Humanitarian professionals track market distortions to try to mitigate their effects. Meanwhile, development practitioners have been known to design market disruptions to innovate. But, whether you’re tracking distortions or designing for disruptions, monitoring and evaluation are crucial.

This post originally appeared on the SEEP Network.

What is the difference between a market distortion and a market disruption, and do we need to track data differently in these contexts? These are the fundamental questions that panelists at the 2018 SEEP Annual Conference session, M&E for Markets: Building Evidence, Tracking Distortions, and Measuring Success tried to answer. In a room split between development and humanitarian professionals, it was clear that while these concepts sound similar, we treat them very differently in the field. Ultimately this session shed light on two very different approaches to understand markets and gather market-evidence for program implementation.

Tracking Distortions

For humanitarian professionals, market disruptions and distortions are most often defined as external shocks that distort and sometimes cause markets to no longer function properly. When markets are distorted, prices can rapidly fluctuate, goods become limited or scarce, and the poor and vulnerable can suffer.

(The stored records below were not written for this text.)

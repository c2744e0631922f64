//! In-memory store of the latest snapshot per monitored source.
//!
//! Each source id maps to the most recent [`Snapshot`] received for it.
//! Snapshots are stored behind `Arc` and replaced wholesale, so a reader
//! sees either the old or the new snapshot for a key, never a mix. There is
//! no cross-key consistency: a board build may combine snapshots of
//! slightly different ages.
//!
//! Backed by a `moka` cache for lock-free concurrent reads and an optional
//! expiry for sources that stopped reporting.

use std::sync::Arc;
use std::time::Duration;

use moka::future::Cache as MokaCache;
use tracing::debug;

use crate::domain::Snapshot;

/// Configuration for the snapshot store.
#[derive(Debug, Clone)]
pub struct StoreConfig {
    /// Drop snapshots not refreshed within this long. `None` keeps them forever.
    pub ttl: Option<Duration>,

    /// Maximum number of sources kept.
    pub max_capacity: u64,
}

impl Default for StoreConfig {
    fn default() -> Self {
        Self {
            ttl: None,
            max_capacity: 10_000,
        }
    }
}

/// Latest snapshot per source id.
///
/// Cheap to clone; clones share the same underlying cache.
#[derive(Clone)]
pub struct SnapshotStore {
    snapshots: MokaCache<String, Arc<Snapshot>>,
}

impl SnapshotStore {
    /// Create an empty store.
    pub fn new(config: &StoreConfig) -> Self {
        let mut builder = MokaCache::builder().max_capacity(config.max_capacity);
        if let Some(ttl) = config.ttl {
            builder = builder.time_to_live(ttl);
        }

        Self {
            snapshots: builder.build(),
        }
    }

    /// Replace the snapshot for `source_id`.
    ///
    /// The stored snapshot's `source_id` is set to the key if it had none.
    pub async fn upsert(&self, source_id: impl Into<String>, mut snapshot: Snapshot) -> Arc<Snapshot> {
        let source_id = source_id.into();
        if snapshot.source_id.is_none() {
            snapshot.source_id = Some(source_id.clone());
        }

        let entry = Arc::new(snapshot);
        debug!(
            source = %source_id,
            monitors = entry.monitors.len(),
            "snapshot stored"
        );
        self.snapshots.insert(source_id, entry.clone()).await;
        entry
    }

    /// Latest snapshot for one source.
    pub async fn get(&self, source_id: &str) -> Option<Arc<Snapshot>> {
        self.snapshots.get(source_id).await
    }

    /// All snapshots with their source ids, ordered by source id.
    ///
    /// The ordering keeps board output stable across builds.
    pub fn entries(&self) -> Vec<(String, Arc<Snapshot>)> {
        let mut entries: Vec<(String, Arc<Snapshot>)> = self
            .snapshots
            .iter()
            .map(|(key, snapshot)| (key.as_ref().clone(), snapshot))
            .collect();
        entries.sort_by(|(a, _), (b, _)| a.cmp(b));
        entries
    }

    /// All snapshots, ordered by source id.
    pub fn all(&self) -> Vec<Arc<Snapshot>> {
        self.entries().into_iter().map(|(_, s)| s).collect()
    }

    /// Number of stored sources.
    pub fn len(&self) -> usize {
        self.snapshots.iter().count()
    }

    pub fn is_empty(&self) -> bool {
        self.len() == 0
    }
}

#[cfg(test)]
mod tests {
    use super::*;
    use crate::domain::Monitor;

    fn snapshot_with(monitors: usize) -> Snapshot {
        Snapshot {
            ok: true,
            monitors: vec![Monitor::default(); monitors],
            ..Snapshot::default()
        }
    }

    #[test]
    fn default_config() {
        let config = StoreConfig::default();
        assert_eq!(config.ttl, None);
        assert_eq!(config.max_capacity, 10_000);
    }

    #[tokio::test]
    async fn upsert_replaces_wholesale() {
        let store = SnapshotStore::new(&StoreConfig::default());

        store.upsert("4205", snapshot_with(3)).await;
        store.upsert("4205", snapshot_with(1)).await;

        let latest = store.get("4205").await.unwrap();
        assert_eq!(latest.monitors.len(), 1);
        assert_eq!(store.len(), 1);
    }

    #[tokio::test]
    async fn upsert_fills_missing_source_id() {
        let store = SnapshotStore::new(&StoreConfig::default());

        let stored = store.upsert("diva_60200607", snapshot_with(0)).await;
        assert_eq!(stored.source_id.as_deref(), Some("diva_60200607"));

        let mut named = snapshot_with(0);
        named.source_id = Some("original".into());
        let stored = store.upsert("key", named).await;
        assert_eq!(stored.source_id.as_deref(), Some("original"));
    }

    #[tokio::test]
    async fn all_is_ordered_by_source_id() {
        let store = SnapshotStore::new(&StoreConfig::default());

        for id in ["c", "a", "b"] {
            store.upsert(id, snapshot_with(0)).await;
        }

        let ids: Vec<String> = store.entries().into_iter().map(|(id, _)| id).collect();
        assert_eq!(ids, vec!["a", "b", "c"]);
        assert_eq!(store.all().len(), 3);
    }

    #[tokio::test]
    async fn readers_keep_their_snapshot_after_replacement() {
        let store = SnapshotStore::new(&StoreConfig::default());

        store.upsert("x", snapshot_with(2)).await;
        let before = store.all();
        store.upsert("x", snapshot_with(5)).await;

        assert_eq!(before[0].monitors.len(), 2);
        assert_eq!(store.all()[0].monitors.len(), 5);
    }

    #[tokio::test]
    async fn empty_store() {
        let store = SnapshotStore::new(&StoreConfig::default());
        assert!(store.is_empty());
        assert!(store.all().is_empty());
        assert!(store.get("missing").await.is_none());
    }
}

For those working in the humanitarian sector, working with some of the most vulnerable populations, particularly in fragile environments, tracking these distortions is essential. At the same time, few humanitarian professionals are trained as economists and many work in data-poor environments with limited resources. So, what are humanitarian professionals to do?

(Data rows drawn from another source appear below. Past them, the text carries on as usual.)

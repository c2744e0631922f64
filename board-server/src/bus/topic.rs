//! Topic names and subscription filters.

use std::fmt;

use super::error::BusError;

/// Replace every character outside `[A-Za-z0-9_.-]` with `_`.
///
/// Surrounding whitespace is removed first.
pub fn safe_topic_fragment(s: &str) -> String {
    s.trim()
        .chars()
        .map(|c| {
            if c.is_ascii_alphanumeric() || matches!(c, '_' | '.' | '-') {
                c
            } else {
                '_'
            }
        })
        .collect()
}

/// A concrete topic must be non-empty and free of wildcards.
pub(crate) fn validate_topic(topic: &str) -> Result<(), BusError> {
    if topic.is_empty() || topic.contains(['+', '#']) {
        return Err(BusError::InvalidTopic {
            topic: topic.to_string(),
        });
    }
    Ok(())
}

#[derive(Debug, Clone, PartialEq, Eq)]
enum Level {
    Exact(String),
    /// `+`: exactly one level.
    Single,
    /// `#`: this level and everything below, including nothing.
    Rest,
}

/// Subscription filter with `+` and `#` wildcards.
#[derive(Clone, PartialEq, Eq)]
pub struct TopicFilter {
    source: String,
    levels: Vec<Level>,
}

impl TopicFilter {
    pub fn new(filter: &str) -> Result<Self, BusError> {
        let invalid = |reason| BusError::InvalidFilter {
            filter: filter.to_string(),
            reason,
        };

        if filter.is_empty() {
            return Err(invalid("empty filter"));
        }

        let parts: Vec<&str> = filter.split('/').collect();
        let mut levels = Vec::with_capacity(parts.len());
        for (i, part) in parts.iter().enumerate() {
            let level = match *part {
                "+" => Level::Single,
                "#" if i + 1 == parts.len() => Level::Rest,
                "#" => return Err(invalid("'#' must be the last level")),
                p if p.contains(['+', '#']) => {
                    return Err(invalid("wildcards must occupy a whole level"));
                }
                p => Level::Exact(p.to_string()),
            };
            levels.push(level);
        }

        Ok(Self {
            source: filter.to_string(),
            levels,
        })
    }

    /// Filter matching every topic.
    pub fn all() -> Self {
        Self {
            source: "#".to_string(),
            levels: vec![Level::Rest],
        }
    }

    pub fn as_str(&self) -> &str {
        &self.source
    }

    pub fn matches(&self, topic: &str) -> bool {
        let mut parts = topic.split('/');
        for level in &self.levels {
            match level {
                Level::Rest => return true,
                Level::Single => {
                    if parts.next().is_none() {
                        return false;
                    }
                }
                Level::Exact(want) => match parts.next() {
                    Some(part) if part == want => {}
                    _ => return false,
                },
            }
        }
        parts.next().is_none()
    }
}

impl fmt::Debug for TopicFilter {
    fn fmt(&self, f: &mut fmt::Formatter<'_>) -> fmt::Result {
        write!(f, "TopicFilter({:?})", self.source)
    }
}

impl fmt::Display for TopicFilter {
    fn fmt(&self, f: &mut fmt::Formatter<'_>) -> fmt::Result {
        f.write_str(&self.source)
    }
}
//! Bus-to-store ingestion.
//!
//! Listens on `<base>/+`, stores each snapshot under its source id and
//! pushes an `update` event to stream subscribers. Deeper topics (such as
//! `<base>/boards/...`) and payloads that are not JSON objects are ignored.

use chrono::Utc;
use serde_json::Value;
use tokio_util::sync::CancellationToken;
use tracing::{debug, info};

use crate::bus::{BusError, BusMessage, BusSubscription, TopicFilter};
use crate::domain::Snapshot;
use crate::hub::{StreamEvent, UpdateHub};
use crate::store::SnapshotStore;

/// Filter for the snapshot topics under `base_topic`.
pub fn snapshot_filter(base_topic: &str) -> Result<TopicFilter, BusError> {
    TopicFilter::new(&format!("{base_topic}/+"))
}

/// A snapshot message accepted for ingestion.
#[derive(Debug, Clone, PartialEq)]
pub struct Accepted {
    /// Key the snapshot is stored under.
    pub ident: String,
    /// The payload as received.
    pub payload: Value,
}

/// Decide whether `message` is a snapshot and under which key.
///
/// The key is the payload's `ident`, or the topic's last level when the
/// payload has none.
pub fn accept(base_topic: &str, message: &BusMessage) -> Option<Accepted> {
    let rest = message.topic.strip_prefix(base_topic)?.strip_prefix('/')?;
    if rest.contains('/') {
        return None;
    }

    let payload: Value = serde_json::from_str(message.payload.trim()).ok()?;
    if !payload.is_object() {
        return None;
    }

    let ident = match payload.get("ident") {
        Some(Value::String(s)) if !s.is_empty() => s.clone(),
        Some(Value::Number(n)) => n.to_string(),
        _ => rest.to_string(),
    };

    Some(Accepted { ident, payload })
}

/// Applies accepted messages to the store and hub.
#[derive(Clone)]
pub struct Ingestor {
    store: SnapshotStore,
    hub: UpdateHub,
    base_topic: String,
}

impl Ingestor {
    pub fn new(store: SnapshotStore, hub: UpdateHub, base_topic: impl Into<String>) -> Self {
        Self {
            store,
            hub,
            base_topic: base_topic.into(),
        }
    }

    /// Ingest one message. Returns the source id it was stored under.
    pub async fn handle(&self, message: &BusMessage) -> Option<String> {
        let Some(Accepted { ident, payload }) = accept(&self.base_topic, message) else {
            debug!(topic = %message.topic, "bus message ignored");
            return None;
        };

        let snapshot: Snapshot = match serde_json::from_value(payload.clone()) {
            Ok(snapshot) => snapshot,
            Err(e) => {
                debug!(topic = %message.topic, error = %e, "snapshot payload rejected");
                return None;
            }
        };

        self.store.upsert(ident.clone(), snapshot).await;
        self.hub.publish_event(&StreamEvent::Update {
            ts: Utc::now().timestamp(),
            ident: ident.clone(),
            item: payload,
        });

        Some(ident)
    }

    /// Consume `subscription` until it ends or `cancel` fires.
    pub async fn run(self, mut subscription: BusSubscription, cancel: CancellationToken) {
        info!(filter = %subscription.filter(), "ingest started");
        loop {
            tokio::select! {
                _ = cancel.cancelled() => break,
                message = subscription.recv() => match message {
                    Some(message) => {
                        self.handle(&message).await;
                    }
                    None => break,
                },
            }
        }
        info!("ingest stopped");
    }
}

/// Run ingestion for snapshots under `base_topic`.
pub async fn run_ingest(
    subscription: BusSubscription,
    store: SnapshotStore,
    hub: UpdateHub,
    base_topic: impl Into<String>,
    cancel: CancellationToken,
) {
    Ingestor::new(store, hub, base_topic)
        .run(subscription, cancel)
        .await;
}
//! Bus messages.

use serde::Serialize;

use super::error::BusError;

/// One message on the bus.
#[derive(Debug, Clone, PartialEq, Eq)]
pub struct BusMessage {
    pub topic: String,
    pub payload: String,
    /// Keep as the topic's last known value for late subscribers.
    pub retain: bool,
}

impl BusMessage {
    pub fn new(topic: impl Into<String>, payload: impl Into<String>) -> Self {
        Self {
            topic: topic.into(),
            payload: payload.into(),
            retain: false,
        }
    }

    /// A message with a JSON-encoded payload.
    pub fn json<T: Serialize + ?Sized>(topic: impl Into<String>, value: &T) -> Result<Self, BusError> {
        Ok(Self::new(topic, serde_json::to_string(value)?))
    }

    pub fn retained(mut self, retain: bool) -> Self {
        self.retain = retain;
        self
    }
}

#[cfg(test)]
mod tests {
    use super::*;
    use serde_json::json;

    #[test]
    fn builds_json_message() {
        let msg = BusMessage::json("wien/abfahrten/4205", &json!({"ok": true}))
            .unwrap()
            .retained(true);

        assert_eq!(msg.topic, "wien/abfahrten/4205");
        assert_eq!(msg.payload, r#"{"ok":true}"#);
        assert!(msg.retain);
    }

    #[test]
    fn not_retained_by_default() {
        assert!(!BusMessage::new("t", "p").retain);
    }
}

Catholic Relief Services and representatives from the Local Regional Procurement Learning Alliance initially designed MARKit: Price Monitoring, Analysis and Response Kit to guide food assistance practitioners through the steps to monitor markets during the implementation of food assistance programs, and to ensure that programs remain responsive to changing market conditions and do not negatively impact the markets in which they work. As Dina Brick, the senior technical advisor from Catholic Relief Services on Food Security and Markets explained, the tool is continuing to evolve to meet the needs of humanitarian assistance professionals and to reflect our growing understanding of how markets operate … Read the full article on the SEEP Network.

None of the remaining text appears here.